**What this task involves**
Exact reproduction required: the lines below from the line with "an already-populated working" to the line with "self.refs = parse_refs(&refs_out);", both ends included, and no others.

**Source information**
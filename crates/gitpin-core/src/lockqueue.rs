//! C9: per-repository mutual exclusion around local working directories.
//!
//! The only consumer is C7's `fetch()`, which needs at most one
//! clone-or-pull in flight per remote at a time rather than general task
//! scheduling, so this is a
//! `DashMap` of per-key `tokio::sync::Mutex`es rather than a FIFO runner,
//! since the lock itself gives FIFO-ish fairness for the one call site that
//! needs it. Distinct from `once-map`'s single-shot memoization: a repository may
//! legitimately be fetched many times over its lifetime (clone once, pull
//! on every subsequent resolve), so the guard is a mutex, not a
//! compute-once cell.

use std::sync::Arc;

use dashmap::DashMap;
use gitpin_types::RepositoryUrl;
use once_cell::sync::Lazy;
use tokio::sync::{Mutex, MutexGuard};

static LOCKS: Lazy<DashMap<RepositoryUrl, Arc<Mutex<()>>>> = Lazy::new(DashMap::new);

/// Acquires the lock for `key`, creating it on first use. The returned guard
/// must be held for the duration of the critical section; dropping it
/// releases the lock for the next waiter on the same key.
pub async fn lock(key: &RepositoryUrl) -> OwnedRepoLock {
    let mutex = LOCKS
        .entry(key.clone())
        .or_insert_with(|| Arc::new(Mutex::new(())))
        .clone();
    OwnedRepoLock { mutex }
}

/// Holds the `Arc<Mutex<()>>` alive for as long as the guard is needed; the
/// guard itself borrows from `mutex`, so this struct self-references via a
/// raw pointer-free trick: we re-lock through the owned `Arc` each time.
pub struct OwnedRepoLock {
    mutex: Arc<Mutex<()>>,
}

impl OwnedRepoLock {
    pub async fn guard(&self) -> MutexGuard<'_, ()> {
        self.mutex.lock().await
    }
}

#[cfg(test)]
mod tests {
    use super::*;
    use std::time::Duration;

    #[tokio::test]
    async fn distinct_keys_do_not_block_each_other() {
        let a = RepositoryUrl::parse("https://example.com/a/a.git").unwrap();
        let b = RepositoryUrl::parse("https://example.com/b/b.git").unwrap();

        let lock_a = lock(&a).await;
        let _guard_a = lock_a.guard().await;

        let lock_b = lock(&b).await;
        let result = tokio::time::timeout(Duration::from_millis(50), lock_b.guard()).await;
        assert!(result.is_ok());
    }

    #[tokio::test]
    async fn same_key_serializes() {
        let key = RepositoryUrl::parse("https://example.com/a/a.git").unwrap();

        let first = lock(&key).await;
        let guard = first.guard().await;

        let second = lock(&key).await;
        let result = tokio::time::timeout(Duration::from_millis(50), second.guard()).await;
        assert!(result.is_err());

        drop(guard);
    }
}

...

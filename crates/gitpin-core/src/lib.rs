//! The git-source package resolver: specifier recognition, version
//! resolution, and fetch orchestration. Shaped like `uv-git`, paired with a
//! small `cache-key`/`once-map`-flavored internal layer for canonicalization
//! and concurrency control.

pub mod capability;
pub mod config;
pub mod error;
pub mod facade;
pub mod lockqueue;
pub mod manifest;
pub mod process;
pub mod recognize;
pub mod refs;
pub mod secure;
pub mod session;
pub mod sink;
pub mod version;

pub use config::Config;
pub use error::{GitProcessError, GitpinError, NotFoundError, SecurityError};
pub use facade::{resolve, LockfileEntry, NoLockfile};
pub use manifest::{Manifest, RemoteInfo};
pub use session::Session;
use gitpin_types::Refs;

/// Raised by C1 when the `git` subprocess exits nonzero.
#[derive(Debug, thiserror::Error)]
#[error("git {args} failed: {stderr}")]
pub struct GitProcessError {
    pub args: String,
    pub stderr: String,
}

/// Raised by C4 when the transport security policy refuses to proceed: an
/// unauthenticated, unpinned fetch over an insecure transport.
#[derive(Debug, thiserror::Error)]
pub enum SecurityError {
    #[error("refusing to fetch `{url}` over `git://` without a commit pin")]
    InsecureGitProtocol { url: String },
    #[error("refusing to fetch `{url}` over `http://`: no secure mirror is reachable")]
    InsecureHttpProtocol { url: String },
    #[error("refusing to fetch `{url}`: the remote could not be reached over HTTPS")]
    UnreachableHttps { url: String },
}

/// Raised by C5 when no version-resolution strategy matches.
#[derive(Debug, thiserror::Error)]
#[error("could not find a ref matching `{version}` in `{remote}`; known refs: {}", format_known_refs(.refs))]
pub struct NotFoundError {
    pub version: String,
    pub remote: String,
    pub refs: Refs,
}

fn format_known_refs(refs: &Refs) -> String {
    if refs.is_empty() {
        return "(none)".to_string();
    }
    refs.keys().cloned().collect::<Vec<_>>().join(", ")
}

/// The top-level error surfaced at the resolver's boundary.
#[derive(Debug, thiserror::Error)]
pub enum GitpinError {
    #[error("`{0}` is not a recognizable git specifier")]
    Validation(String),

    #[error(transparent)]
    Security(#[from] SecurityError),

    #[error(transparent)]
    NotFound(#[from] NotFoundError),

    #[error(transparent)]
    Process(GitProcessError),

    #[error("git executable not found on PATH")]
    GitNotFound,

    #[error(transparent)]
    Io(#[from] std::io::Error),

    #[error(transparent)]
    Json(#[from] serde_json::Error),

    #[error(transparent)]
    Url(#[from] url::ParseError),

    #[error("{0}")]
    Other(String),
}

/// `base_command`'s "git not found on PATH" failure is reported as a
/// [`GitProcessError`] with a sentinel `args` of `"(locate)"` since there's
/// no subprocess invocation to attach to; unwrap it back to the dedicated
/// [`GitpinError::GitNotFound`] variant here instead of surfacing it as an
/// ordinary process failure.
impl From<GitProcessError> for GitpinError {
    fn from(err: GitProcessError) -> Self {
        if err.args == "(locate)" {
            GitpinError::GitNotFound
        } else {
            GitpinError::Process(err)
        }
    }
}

---

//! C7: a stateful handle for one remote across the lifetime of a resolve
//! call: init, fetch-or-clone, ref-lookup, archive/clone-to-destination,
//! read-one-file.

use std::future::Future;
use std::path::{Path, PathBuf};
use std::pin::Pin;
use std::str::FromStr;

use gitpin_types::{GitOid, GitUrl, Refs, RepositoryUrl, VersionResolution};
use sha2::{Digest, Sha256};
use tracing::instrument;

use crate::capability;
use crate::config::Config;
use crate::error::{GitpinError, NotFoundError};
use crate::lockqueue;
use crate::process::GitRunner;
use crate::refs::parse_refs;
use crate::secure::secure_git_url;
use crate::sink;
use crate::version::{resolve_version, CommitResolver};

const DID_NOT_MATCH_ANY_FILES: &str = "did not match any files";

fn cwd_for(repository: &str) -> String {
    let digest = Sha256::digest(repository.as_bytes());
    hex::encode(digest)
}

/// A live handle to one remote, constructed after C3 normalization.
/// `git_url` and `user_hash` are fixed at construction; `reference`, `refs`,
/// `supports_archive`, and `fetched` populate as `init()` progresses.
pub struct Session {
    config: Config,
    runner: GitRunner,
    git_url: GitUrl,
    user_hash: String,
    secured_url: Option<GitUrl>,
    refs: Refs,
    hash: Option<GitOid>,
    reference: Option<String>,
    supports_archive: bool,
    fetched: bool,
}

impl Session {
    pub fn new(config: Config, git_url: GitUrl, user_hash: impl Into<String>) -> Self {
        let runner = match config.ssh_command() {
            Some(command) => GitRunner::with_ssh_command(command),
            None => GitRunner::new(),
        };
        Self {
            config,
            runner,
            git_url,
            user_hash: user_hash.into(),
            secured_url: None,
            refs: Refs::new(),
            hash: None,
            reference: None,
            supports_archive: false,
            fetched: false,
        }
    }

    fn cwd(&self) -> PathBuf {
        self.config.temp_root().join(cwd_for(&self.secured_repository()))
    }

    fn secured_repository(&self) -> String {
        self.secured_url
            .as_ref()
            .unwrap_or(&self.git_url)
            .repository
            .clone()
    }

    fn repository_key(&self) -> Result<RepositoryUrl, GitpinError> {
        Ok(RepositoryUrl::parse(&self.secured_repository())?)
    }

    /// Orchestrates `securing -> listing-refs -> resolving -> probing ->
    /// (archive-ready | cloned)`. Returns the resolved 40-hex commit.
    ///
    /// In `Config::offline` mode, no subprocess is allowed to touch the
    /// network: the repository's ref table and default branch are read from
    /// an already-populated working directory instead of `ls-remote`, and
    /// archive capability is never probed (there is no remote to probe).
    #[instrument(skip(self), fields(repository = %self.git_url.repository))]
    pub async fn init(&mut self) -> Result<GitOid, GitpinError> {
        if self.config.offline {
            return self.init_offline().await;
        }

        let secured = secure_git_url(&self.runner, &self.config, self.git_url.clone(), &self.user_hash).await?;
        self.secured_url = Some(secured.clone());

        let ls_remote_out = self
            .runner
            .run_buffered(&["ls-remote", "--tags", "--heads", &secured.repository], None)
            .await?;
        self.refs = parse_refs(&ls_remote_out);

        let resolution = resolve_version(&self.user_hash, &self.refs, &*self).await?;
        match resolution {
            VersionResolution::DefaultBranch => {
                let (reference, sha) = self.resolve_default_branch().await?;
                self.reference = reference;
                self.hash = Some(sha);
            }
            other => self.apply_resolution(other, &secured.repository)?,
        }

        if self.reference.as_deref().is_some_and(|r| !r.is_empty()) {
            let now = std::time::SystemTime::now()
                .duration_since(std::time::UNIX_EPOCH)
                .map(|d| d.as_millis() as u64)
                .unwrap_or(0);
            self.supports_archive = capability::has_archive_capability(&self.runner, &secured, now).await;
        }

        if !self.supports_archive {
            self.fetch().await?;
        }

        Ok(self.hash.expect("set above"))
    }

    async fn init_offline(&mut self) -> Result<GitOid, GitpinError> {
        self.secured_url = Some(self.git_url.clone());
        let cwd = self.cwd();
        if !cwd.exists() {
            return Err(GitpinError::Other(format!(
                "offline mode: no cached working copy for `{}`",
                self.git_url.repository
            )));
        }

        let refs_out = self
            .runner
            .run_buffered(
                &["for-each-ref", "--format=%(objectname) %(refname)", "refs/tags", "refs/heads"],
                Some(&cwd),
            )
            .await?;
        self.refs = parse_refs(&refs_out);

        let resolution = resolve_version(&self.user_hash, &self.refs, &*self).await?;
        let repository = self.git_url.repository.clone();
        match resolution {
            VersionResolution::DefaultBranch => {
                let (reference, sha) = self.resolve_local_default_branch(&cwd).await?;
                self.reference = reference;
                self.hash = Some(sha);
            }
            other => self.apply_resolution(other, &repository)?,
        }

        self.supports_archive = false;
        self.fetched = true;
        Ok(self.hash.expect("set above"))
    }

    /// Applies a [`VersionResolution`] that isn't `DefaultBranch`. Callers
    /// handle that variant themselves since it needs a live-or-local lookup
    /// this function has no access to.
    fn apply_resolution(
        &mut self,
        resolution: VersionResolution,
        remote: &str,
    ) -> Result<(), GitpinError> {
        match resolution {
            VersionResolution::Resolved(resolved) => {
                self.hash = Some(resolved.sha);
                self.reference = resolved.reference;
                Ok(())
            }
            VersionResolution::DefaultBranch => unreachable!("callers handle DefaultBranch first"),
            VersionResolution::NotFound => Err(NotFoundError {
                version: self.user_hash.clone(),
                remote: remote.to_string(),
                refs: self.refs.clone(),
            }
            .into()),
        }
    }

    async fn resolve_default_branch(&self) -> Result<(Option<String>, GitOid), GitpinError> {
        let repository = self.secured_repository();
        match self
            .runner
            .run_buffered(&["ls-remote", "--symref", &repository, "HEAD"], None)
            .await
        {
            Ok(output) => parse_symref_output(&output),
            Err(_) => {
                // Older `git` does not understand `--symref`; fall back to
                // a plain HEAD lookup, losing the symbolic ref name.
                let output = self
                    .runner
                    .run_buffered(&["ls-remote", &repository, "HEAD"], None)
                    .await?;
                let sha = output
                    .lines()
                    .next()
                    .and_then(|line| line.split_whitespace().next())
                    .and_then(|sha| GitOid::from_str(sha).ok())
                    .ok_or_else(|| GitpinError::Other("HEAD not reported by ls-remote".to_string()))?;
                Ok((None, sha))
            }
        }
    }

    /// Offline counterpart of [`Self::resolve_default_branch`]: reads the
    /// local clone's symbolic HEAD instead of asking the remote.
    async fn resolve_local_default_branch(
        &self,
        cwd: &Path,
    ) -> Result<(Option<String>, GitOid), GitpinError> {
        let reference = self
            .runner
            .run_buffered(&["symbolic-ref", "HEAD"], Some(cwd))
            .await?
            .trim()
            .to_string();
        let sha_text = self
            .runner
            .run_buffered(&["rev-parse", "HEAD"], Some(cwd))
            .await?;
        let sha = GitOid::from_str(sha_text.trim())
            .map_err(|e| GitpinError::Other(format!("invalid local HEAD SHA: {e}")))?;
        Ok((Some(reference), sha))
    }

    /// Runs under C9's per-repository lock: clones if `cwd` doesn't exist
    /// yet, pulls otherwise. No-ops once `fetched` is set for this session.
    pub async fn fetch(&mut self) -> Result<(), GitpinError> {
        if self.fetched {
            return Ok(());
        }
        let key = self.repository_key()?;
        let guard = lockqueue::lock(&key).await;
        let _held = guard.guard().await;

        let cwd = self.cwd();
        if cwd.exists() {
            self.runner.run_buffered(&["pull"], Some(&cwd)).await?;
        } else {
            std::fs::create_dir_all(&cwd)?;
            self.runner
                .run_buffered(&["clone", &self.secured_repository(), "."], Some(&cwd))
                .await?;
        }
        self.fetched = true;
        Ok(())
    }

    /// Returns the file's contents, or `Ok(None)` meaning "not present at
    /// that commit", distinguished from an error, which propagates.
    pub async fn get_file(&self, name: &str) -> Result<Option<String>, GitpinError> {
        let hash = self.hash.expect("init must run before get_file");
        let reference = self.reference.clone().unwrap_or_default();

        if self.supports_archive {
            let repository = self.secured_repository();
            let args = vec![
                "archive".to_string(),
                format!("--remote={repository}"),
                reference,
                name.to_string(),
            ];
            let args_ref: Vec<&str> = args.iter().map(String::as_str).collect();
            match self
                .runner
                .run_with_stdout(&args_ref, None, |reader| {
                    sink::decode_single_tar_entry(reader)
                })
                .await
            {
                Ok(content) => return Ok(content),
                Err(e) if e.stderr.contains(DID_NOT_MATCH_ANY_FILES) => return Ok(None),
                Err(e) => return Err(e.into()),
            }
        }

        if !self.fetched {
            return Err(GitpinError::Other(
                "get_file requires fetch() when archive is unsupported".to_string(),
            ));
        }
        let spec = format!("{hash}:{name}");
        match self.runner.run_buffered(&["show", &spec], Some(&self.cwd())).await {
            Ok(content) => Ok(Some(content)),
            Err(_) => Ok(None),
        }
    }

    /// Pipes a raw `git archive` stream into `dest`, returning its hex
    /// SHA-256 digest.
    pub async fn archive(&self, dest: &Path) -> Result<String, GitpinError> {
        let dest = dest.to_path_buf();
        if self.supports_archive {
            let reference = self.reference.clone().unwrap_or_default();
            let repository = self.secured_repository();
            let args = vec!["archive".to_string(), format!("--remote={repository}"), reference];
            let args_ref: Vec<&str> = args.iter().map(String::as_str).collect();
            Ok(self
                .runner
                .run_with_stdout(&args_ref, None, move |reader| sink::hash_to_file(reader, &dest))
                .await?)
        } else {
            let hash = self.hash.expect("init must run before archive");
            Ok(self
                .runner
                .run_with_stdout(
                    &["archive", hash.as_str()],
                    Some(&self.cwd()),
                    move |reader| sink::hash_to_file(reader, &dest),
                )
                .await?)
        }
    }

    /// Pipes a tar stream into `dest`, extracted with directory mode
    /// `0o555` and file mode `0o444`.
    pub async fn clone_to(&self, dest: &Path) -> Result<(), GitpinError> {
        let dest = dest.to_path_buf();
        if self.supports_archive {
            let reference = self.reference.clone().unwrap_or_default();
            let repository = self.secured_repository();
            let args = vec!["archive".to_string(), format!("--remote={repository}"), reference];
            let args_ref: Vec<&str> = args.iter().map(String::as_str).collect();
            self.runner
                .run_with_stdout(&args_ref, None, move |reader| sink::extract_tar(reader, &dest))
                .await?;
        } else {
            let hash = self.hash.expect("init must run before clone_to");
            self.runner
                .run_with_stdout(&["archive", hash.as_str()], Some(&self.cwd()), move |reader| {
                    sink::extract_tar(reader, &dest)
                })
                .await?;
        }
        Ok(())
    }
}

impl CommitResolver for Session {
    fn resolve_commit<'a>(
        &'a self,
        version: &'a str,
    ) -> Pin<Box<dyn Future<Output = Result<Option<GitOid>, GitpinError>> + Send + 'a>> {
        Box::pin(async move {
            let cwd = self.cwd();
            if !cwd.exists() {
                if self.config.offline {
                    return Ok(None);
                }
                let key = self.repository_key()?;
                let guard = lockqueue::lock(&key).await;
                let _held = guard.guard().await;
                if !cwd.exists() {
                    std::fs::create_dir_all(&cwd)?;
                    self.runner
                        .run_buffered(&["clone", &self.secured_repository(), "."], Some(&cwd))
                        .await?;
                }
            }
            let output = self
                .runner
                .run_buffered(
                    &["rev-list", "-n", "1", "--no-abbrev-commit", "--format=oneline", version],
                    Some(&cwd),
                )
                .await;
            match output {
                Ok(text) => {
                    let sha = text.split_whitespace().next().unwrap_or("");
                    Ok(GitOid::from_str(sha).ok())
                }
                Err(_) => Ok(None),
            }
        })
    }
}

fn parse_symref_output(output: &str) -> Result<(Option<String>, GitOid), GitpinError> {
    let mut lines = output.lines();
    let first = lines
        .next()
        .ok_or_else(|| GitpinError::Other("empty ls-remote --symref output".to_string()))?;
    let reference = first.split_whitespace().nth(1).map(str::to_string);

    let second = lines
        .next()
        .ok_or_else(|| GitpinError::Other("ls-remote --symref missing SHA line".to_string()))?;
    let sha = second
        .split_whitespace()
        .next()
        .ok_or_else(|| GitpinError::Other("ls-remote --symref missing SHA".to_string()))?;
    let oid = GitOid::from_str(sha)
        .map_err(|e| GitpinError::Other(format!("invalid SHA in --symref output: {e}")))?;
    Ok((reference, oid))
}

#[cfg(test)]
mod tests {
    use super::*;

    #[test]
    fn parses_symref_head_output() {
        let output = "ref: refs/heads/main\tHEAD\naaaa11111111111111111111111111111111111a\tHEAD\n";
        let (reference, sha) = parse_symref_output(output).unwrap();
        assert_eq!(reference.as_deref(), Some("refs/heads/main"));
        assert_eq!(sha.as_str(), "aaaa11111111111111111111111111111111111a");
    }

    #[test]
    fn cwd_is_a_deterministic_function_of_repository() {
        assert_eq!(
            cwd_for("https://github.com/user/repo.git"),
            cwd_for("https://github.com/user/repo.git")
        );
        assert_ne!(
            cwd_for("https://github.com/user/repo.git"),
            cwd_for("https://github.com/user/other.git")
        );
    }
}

**Answer space**
    /// an already-populated working directory instead of `ls-remote`, and
    /// archive capability is never probed (there is no remote to probe).
    #[instrument(skip(self), fields(repository = %self.git_url.repository))]
    pub async fn init(&mut self) -> Result<GitOid, GitpinError> {
        if self.config.offline {
            return self.init_offline().await;
        }

        let secured = secure_git_url(&self.runner, &self.config, self.git_url.clone(), &self.user_hash).await?;
        self.secured_url = Some(secured.clone());

        let ls_remote_out = self
            .runner
            .run_buffered(&["ls-remote", "--tags", "--heads", &secured.repository], None)
            .await?;
        self.refs = parse_refs(&ls_remote_out);

        let resolution = resolve_version(&self.user_hash, &self.refs, &*self).await?;
        match resolution {
            VersionResolution::DefaultBranch => {
                let (reference, sha) = self.resolve_default_branch().await?;
                self.reference = reference;
                self.hash = Some(sha);
            }
            other => self.apply_resolution(other, &secured.repository)?,
        }

        if self.reference.as_deref().is_some_and(|r| !r.is_empty()) {
            let now = std::time::SystemTime::now()
                .duration_since(std::time::UNIX_EPOCH)
                .map(|d| d.as_millis() as u64)
                .unwrap_or(0);
            self.supports_archive = capability::has_archive_capability(&self.runner, &secured, now).await;
        }

        if !self.supports_archive {
            self.fetch().await?;
        }

        Ok(self.hash.expect("set above"))
    }

    async fn init_offline(&mut self) -> Result<GitOid, GitpinError> {
        self.secured_url = Some(self.git_url.clone());
        let cwd = self.cwd();
        if !cwd.exists() {
            return Err(GitpinError::Other(format!(
                "offline mode: no cached working copy for `{}`",
                self.git_url.repository
            )));
        }

        let refs_out = self
            .runner
            .run_buffered(
                &["for-each-ref", "--format=%(objectname) %(refname)", "refs/tags", "refs/heads"],
                Some(&cwd),
            )
            .await?;
        self.refs = parse_refs(&refs_out);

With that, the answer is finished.